- **TASK**
Would you please transcribe, exactly as written, the lines of the entries below starting at the one that holds "--- property tests" and ending at the one that holds "let mut leaves = BTreeMap::new();", both included?

(Data entries)
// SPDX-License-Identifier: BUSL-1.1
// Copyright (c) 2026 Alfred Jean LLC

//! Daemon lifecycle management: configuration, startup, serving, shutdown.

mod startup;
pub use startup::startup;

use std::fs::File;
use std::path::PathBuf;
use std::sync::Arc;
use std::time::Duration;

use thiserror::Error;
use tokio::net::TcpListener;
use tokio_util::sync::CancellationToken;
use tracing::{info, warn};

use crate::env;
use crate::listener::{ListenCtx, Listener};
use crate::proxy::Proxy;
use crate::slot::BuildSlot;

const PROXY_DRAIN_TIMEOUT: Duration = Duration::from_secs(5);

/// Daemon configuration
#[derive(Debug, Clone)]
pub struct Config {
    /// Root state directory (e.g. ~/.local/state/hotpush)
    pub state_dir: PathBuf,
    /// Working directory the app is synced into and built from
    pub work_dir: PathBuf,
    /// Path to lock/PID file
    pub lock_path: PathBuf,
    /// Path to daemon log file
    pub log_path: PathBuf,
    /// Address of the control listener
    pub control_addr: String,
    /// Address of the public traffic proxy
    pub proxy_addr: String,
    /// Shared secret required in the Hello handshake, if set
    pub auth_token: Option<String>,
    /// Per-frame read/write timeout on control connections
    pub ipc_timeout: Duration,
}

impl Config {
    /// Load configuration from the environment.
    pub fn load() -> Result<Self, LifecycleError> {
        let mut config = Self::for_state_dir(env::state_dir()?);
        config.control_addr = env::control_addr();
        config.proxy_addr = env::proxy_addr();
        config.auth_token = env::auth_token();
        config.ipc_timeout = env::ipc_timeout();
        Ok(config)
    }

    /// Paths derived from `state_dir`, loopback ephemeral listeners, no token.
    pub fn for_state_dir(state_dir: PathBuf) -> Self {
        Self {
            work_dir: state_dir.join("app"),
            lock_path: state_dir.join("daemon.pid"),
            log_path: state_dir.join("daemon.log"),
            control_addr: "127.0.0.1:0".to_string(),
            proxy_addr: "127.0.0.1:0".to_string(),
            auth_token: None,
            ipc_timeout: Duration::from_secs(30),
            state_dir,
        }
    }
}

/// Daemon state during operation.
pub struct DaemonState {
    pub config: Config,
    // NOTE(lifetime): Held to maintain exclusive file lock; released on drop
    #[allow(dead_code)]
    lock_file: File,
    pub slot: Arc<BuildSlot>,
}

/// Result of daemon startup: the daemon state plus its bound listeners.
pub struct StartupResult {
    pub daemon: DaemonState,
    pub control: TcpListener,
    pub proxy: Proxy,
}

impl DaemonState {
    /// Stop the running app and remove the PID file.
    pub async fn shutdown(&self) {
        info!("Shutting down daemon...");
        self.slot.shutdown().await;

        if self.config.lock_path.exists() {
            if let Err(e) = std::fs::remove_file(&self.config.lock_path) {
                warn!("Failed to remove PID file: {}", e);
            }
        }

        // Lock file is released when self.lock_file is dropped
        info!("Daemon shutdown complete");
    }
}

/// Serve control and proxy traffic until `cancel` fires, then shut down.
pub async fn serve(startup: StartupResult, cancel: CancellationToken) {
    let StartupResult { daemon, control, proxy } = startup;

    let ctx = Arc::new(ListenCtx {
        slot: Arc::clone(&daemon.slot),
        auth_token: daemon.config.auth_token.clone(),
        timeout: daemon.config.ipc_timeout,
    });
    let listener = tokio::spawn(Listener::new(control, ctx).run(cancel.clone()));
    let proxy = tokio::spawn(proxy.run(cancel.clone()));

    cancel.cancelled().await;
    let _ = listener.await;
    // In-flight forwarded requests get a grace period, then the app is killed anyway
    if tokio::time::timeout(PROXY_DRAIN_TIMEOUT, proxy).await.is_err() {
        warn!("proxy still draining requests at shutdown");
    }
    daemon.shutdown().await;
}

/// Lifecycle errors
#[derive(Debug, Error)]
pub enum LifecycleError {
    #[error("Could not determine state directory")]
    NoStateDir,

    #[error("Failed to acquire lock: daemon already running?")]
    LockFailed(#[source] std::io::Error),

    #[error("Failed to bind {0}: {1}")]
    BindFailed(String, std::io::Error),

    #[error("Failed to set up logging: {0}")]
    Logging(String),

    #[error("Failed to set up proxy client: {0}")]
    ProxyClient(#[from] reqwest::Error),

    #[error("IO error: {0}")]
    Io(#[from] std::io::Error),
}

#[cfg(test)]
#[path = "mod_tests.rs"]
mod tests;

...

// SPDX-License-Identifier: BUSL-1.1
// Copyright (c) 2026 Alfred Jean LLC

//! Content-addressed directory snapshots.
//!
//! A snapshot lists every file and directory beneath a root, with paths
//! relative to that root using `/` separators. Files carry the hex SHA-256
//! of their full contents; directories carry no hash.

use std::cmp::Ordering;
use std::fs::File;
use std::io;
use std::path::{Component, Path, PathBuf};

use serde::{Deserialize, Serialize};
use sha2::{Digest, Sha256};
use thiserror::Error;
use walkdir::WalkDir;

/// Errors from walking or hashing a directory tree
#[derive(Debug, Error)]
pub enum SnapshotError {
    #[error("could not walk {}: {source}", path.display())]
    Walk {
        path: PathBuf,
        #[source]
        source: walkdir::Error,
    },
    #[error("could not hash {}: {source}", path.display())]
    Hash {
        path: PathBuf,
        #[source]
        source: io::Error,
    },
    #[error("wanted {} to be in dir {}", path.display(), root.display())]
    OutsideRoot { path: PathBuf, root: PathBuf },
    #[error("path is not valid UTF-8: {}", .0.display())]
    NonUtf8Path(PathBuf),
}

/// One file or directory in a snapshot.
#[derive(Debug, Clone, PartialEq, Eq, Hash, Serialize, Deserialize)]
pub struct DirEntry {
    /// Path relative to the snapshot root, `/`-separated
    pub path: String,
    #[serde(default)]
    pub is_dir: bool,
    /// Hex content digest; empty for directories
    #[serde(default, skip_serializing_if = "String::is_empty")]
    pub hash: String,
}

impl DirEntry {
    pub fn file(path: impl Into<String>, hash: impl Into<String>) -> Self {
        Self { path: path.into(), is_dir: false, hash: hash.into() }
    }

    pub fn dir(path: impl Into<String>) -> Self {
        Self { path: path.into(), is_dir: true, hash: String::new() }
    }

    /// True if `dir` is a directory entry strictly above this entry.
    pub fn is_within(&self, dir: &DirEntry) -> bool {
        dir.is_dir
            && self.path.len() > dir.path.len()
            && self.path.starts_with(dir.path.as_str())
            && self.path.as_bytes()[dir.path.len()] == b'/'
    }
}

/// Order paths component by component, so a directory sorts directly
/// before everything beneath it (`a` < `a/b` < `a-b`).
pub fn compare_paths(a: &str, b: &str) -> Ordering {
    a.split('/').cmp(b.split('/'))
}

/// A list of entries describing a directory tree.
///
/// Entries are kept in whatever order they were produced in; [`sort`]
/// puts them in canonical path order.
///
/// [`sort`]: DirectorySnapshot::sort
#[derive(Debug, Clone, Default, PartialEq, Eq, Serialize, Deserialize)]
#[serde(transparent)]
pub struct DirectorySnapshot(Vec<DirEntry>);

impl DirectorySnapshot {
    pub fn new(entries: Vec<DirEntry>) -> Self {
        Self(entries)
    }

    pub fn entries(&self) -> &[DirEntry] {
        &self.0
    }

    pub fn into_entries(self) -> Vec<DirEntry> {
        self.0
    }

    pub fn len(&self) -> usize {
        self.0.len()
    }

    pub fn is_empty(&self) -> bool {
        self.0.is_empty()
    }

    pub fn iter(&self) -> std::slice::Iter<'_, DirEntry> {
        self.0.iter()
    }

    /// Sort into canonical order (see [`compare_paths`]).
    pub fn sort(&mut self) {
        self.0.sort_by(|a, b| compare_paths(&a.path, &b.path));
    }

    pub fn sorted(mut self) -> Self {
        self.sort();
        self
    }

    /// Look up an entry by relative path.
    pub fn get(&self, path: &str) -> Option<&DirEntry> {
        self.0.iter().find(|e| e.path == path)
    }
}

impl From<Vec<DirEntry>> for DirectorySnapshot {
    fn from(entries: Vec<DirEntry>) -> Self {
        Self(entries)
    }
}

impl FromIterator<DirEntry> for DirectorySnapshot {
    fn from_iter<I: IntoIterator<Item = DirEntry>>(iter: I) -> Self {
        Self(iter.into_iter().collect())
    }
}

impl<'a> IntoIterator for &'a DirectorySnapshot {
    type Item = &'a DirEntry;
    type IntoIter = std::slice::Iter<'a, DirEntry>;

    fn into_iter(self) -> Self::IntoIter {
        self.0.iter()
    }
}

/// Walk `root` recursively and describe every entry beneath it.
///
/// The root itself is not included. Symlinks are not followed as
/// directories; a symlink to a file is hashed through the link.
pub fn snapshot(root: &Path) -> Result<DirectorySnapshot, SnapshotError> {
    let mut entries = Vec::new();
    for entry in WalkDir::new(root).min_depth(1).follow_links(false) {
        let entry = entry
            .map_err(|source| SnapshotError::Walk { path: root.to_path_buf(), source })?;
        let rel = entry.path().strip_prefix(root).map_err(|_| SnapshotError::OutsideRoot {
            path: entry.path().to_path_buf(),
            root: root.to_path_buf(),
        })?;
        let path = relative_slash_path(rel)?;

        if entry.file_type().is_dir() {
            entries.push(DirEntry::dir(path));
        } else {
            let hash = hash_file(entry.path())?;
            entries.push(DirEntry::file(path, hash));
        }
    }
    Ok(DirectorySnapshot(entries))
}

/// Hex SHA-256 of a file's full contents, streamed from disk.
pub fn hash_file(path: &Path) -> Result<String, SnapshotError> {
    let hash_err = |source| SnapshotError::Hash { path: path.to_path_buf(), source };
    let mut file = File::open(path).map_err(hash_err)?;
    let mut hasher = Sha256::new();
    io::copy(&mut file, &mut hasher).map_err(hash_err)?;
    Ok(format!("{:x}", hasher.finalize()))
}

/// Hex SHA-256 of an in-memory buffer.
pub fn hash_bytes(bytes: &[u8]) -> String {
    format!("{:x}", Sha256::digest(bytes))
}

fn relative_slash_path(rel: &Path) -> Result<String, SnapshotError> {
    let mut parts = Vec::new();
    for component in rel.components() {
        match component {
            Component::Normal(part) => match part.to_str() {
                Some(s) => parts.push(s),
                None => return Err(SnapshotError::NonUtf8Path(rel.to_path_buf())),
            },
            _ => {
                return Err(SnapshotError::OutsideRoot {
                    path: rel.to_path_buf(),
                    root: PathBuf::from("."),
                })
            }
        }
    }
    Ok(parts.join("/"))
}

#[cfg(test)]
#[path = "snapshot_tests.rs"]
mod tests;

--

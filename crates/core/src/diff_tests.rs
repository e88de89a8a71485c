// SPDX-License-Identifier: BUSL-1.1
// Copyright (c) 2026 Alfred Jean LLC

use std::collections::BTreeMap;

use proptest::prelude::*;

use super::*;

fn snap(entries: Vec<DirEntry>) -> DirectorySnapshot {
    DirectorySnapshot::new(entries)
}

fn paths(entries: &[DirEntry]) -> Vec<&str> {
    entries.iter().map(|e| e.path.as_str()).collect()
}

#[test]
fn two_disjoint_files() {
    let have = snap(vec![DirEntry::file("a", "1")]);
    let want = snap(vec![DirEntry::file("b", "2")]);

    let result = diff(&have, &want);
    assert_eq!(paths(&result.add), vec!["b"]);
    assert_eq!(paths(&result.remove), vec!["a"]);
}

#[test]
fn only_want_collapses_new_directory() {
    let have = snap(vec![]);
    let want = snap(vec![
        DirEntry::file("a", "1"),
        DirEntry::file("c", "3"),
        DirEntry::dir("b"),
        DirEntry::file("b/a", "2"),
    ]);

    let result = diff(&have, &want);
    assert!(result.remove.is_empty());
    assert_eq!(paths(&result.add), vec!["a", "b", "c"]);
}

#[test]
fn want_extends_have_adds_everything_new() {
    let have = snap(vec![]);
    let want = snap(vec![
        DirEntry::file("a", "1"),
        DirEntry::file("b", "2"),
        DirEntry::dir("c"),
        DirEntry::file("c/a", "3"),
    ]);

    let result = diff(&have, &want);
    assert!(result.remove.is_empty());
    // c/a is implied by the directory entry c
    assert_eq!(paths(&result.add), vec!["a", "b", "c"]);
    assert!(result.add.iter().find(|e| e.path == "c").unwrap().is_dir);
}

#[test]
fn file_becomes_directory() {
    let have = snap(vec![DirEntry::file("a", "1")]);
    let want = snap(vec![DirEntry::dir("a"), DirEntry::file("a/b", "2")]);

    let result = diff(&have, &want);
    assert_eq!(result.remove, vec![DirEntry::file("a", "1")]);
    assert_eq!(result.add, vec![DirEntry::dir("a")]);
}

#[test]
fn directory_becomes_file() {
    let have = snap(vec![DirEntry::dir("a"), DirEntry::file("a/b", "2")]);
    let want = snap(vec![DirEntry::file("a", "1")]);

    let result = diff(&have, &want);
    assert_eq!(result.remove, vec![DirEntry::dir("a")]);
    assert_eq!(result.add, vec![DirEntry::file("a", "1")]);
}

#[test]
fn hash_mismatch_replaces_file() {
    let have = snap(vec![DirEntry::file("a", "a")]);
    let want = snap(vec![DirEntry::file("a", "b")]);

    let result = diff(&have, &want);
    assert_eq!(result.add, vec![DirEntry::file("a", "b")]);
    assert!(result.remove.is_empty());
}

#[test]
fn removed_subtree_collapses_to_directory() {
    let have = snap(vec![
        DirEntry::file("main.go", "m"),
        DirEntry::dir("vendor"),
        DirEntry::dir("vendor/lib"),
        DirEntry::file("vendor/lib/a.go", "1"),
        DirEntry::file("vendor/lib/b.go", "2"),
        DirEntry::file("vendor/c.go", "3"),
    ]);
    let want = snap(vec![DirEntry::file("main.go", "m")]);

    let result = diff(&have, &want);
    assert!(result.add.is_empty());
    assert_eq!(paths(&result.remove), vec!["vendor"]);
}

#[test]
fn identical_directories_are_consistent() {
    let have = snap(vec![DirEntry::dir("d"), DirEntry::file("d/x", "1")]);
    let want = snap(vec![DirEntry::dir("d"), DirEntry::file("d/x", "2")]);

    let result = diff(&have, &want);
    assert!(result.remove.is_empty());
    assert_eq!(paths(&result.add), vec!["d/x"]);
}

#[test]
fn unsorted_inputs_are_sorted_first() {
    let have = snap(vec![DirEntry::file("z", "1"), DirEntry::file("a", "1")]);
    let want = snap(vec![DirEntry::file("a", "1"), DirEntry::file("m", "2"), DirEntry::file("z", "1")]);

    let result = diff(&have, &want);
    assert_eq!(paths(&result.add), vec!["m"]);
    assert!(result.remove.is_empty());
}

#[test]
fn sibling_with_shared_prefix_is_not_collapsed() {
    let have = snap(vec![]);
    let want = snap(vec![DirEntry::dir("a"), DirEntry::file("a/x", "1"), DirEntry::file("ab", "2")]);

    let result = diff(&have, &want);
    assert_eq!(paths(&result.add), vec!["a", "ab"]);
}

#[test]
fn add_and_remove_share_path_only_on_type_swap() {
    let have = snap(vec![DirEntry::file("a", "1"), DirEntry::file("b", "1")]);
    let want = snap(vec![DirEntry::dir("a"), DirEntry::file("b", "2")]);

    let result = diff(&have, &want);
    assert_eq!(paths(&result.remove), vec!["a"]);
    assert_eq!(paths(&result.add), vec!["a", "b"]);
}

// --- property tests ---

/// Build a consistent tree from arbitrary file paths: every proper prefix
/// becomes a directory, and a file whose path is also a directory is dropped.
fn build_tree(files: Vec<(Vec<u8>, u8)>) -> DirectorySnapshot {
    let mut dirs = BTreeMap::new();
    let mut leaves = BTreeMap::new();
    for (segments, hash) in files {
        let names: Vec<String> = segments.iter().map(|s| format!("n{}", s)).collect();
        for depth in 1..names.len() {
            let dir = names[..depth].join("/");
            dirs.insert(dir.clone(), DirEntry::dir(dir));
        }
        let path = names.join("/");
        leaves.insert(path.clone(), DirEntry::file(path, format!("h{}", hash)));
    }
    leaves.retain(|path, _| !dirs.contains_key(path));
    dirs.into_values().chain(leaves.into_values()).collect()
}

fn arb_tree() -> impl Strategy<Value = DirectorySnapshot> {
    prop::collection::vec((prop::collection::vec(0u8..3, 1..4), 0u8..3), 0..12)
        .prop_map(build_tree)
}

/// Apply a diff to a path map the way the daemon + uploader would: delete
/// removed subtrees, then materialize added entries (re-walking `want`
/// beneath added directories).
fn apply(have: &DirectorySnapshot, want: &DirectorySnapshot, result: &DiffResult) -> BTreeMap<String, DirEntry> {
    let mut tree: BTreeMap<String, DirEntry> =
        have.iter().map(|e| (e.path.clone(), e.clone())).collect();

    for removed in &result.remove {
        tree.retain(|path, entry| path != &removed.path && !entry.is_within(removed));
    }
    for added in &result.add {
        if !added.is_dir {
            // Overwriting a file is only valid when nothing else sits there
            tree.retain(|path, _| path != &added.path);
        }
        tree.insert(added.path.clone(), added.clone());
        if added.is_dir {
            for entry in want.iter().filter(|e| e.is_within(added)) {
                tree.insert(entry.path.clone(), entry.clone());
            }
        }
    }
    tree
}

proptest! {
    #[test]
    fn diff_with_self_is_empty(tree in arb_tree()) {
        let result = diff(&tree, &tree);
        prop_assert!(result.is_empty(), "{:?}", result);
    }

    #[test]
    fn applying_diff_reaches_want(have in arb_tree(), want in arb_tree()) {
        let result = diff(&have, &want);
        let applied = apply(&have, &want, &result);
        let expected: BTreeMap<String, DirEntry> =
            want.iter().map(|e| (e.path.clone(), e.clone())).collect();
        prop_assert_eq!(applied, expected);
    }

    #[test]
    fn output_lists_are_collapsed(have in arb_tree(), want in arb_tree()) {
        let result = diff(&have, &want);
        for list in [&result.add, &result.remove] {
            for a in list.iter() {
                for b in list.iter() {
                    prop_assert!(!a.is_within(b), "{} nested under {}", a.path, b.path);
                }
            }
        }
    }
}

- **EXERCISE SOLUTION**
// --- property tests ---

/// Build a consistent tree from arbitrary file paths: every proper prefix
/// becomes a directory, and a file whose path is also a directory is dropped.
fn build_tree(files: Vec<(Vec<u8>, u8)>) -> DirectorySnapshot {
    let mut dirs = BTreeMap::new();
    let mut leaves = BTreeMap::new();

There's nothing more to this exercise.